(ENTRIES SHOWN)
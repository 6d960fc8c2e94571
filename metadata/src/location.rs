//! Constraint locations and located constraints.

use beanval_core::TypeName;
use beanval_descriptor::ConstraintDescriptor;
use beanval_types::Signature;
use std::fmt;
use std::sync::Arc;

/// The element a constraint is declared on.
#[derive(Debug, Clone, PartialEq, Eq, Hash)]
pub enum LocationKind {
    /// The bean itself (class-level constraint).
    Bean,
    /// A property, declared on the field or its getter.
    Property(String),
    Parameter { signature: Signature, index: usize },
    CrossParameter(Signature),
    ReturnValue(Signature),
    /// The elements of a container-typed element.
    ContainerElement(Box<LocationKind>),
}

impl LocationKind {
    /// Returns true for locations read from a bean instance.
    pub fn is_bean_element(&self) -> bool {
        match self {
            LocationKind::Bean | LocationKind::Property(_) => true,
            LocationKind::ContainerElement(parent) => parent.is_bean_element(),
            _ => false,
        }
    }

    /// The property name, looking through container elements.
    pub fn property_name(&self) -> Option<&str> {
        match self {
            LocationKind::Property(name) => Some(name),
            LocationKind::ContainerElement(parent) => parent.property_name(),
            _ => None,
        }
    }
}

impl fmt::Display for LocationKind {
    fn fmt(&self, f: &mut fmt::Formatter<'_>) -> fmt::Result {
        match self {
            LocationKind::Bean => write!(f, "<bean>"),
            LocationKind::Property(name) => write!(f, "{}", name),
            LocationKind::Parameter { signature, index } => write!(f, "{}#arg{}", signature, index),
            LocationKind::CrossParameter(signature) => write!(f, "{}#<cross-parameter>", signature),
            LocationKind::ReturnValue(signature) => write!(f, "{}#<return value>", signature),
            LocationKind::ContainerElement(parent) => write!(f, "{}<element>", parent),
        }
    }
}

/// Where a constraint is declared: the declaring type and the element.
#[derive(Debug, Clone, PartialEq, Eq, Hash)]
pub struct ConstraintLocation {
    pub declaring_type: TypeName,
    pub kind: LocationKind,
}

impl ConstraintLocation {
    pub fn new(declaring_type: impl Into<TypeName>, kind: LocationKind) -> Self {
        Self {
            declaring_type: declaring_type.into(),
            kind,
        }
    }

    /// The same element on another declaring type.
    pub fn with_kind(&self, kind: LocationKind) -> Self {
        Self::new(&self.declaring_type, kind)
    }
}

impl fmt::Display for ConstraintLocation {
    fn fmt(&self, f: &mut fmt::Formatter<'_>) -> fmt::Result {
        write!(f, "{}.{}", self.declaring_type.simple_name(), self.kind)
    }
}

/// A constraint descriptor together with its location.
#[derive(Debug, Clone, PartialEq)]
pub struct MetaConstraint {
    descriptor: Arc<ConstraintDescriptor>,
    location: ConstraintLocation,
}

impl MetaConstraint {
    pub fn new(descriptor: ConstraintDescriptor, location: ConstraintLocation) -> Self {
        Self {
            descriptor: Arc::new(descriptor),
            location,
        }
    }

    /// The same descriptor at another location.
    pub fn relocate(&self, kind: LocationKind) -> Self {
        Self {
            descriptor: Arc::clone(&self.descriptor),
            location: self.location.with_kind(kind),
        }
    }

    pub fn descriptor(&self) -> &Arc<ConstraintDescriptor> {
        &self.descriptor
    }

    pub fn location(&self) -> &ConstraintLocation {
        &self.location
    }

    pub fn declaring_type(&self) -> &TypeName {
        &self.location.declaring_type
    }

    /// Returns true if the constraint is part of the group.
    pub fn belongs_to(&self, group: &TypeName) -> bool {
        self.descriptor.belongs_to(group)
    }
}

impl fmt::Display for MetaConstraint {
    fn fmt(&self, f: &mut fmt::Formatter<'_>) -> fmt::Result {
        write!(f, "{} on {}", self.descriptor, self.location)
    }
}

---

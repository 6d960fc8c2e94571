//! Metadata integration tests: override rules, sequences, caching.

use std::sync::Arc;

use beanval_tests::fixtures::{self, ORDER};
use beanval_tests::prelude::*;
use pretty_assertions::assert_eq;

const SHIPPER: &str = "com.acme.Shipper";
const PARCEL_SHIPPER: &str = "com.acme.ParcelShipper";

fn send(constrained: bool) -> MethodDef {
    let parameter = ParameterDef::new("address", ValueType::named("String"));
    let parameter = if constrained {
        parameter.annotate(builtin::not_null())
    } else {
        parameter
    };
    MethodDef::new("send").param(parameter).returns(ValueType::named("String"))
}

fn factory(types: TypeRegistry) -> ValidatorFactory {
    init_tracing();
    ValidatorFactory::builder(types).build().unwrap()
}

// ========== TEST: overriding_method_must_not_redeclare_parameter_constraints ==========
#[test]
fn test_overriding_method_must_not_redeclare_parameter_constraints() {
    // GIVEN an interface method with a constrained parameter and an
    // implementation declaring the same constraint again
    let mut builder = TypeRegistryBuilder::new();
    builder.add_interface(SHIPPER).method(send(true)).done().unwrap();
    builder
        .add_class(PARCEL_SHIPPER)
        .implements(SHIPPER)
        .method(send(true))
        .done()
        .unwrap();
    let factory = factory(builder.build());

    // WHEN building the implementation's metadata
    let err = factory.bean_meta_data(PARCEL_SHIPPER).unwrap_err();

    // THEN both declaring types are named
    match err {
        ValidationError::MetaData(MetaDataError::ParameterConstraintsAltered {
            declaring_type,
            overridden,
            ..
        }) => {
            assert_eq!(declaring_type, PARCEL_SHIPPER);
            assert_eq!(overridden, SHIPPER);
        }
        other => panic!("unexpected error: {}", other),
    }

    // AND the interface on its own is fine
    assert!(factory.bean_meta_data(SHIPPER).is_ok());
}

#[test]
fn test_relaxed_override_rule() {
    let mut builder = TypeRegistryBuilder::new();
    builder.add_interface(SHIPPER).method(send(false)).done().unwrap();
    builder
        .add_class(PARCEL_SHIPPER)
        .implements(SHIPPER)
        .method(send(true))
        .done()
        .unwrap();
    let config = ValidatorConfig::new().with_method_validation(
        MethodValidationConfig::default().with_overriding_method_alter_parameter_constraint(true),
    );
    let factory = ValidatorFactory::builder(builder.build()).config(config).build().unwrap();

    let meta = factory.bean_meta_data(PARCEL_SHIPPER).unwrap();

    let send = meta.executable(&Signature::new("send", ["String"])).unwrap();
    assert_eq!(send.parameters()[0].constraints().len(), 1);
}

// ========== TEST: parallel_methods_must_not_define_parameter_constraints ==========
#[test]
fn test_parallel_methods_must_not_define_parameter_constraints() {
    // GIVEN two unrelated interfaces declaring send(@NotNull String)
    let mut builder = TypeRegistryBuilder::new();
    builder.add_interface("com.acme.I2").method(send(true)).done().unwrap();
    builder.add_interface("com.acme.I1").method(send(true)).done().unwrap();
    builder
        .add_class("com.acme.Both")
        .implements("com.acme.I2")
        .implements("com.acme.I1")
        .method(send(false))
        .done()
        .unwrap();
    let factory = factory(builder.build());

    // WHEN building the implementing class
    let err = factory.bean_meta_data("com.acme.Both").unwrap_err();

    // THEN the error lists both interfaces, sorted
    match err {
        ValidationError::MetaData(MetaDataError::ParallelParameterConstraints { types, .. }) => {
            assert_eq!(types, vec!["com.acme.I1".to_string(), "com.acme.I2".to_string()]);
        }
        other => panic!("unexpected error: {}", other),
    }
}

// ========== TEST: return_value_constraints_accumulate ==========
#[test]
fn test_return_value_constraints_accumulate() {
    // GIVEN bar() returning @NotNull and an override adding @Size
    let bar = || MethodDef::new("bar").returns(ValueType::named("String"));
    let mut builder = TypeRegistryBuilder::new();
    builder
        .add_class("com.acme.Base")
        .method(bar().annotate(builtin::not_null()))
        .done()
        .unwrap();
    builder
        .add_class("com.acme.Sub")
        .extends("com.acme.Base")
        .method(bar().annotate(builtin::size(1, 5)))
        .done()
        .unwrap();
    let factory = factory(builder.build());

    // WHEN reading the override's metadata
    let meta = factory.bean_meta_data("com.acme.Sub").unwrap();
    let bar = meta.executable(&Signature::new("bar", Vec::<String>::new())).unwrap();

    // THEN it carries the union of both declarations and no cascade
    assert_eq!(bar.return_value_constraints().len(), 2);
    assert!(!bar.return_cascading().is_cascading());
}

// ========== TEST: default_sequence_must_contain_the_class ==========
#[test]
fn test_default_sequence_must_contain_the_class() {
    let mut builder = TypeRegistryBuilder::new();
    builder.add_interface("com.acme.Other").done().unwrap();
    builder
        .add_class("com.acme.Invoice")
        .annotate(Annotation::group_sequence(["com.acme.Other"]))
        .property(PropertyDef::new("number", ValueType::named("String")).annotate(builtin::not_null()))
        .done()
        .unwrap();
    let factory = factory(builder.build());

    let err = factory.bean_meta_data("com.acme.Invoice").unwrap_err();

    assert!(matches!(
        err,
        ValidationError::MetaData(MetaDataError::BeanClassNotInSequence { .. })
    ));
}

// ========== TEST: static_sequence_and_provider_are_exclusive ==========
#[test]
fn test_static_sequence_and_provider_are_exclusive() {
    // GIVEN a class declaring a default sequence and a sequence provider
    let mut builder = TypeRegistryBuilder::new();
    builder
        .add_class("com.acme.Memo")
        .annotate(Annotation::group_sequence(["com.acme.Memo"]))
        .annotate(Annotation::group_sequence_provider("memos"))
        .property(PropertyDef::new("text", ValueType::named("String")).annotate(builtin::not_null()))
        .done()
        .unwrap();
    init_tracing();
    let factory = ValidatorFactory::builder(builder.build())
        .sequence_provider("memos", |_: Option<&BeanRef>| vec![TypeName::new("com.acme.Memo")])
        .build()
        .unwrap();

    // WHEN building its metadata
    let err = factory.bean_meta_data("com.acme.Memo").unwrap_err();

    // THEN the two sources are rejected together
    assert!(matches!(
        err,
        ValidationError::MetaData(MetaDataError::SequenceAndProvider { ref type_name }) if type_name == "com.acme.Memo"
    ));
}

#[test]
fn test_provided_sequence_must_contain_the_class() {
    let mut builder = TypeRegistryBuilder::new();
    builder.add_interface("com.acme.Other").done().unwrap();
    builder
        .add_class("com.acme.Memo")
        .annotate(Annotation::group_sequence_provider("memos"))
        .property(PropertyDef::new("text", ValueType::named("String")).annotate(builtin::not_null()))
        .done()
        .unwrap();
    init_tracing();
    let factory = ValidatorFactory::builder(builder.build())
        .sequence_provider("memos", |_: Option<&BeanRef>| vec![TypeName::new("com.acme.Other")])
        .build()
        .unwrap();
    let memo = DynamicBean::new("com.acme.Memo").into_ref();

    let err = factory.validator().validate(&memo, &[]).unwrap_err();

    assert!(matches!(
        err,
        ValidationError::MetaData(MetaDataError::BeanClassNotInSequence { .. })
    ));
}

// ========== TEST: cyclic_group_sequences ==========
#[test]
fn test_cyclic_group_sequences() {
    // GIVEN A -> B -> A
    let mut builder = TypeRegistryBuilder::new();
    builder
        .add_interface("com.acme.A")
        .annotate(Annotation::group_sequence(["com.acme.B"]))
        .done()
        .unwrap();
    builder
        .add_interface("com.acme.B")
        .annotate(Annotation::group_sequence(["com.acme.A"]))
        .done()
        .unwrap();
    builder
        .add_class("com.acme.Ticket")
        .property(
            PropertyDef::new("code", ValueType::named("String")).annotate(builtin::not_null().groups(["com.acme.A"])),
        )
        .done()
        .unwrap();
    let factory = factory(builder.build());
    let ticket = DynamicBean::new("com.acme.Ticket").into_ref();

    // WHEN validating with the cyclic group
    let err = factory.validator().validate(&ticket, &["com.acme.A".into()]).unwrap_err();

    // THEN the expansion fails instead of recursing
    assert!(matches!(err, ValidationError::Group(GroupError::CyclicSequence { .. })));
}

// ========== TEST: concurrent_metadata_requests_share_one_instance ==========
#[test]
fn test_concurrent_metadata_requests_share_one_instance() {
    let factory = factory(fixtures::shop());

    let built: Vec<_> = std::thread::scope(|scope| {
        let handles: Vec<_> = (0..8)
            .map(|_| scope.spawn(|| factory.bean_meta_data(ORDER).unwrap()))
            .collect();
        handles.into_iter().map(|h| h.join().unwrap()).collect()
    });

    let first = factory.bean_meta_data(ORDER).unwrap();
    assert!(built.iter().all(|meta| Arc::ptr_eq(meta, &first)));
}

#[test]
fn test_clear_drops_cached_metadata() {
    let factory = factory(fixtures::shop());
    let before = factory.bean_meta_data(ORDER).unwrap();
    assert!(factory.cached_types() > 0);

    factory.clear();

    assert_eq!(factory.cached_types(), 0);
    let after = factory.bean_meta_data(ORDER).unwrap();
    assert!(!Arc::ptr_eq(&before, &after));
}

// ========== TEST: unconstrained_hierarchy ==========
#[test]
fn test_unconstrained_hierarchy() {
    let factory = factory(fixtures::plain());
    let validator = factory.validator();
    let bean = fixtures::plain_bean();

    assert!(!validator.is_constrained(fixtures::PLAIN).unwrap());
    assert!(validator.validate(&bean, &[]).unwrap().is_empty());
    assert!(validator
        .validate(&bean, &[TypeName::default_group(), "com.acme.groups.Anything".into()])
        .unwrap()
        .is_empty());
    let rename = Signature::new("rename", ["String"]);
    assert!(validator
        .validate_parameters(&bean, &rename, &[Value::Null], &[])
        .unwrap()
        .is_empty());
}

(WORK TASK) How many of the lines above include the word "interfaces"? State that number and nothing else.

(YOUR SOLUTION) 2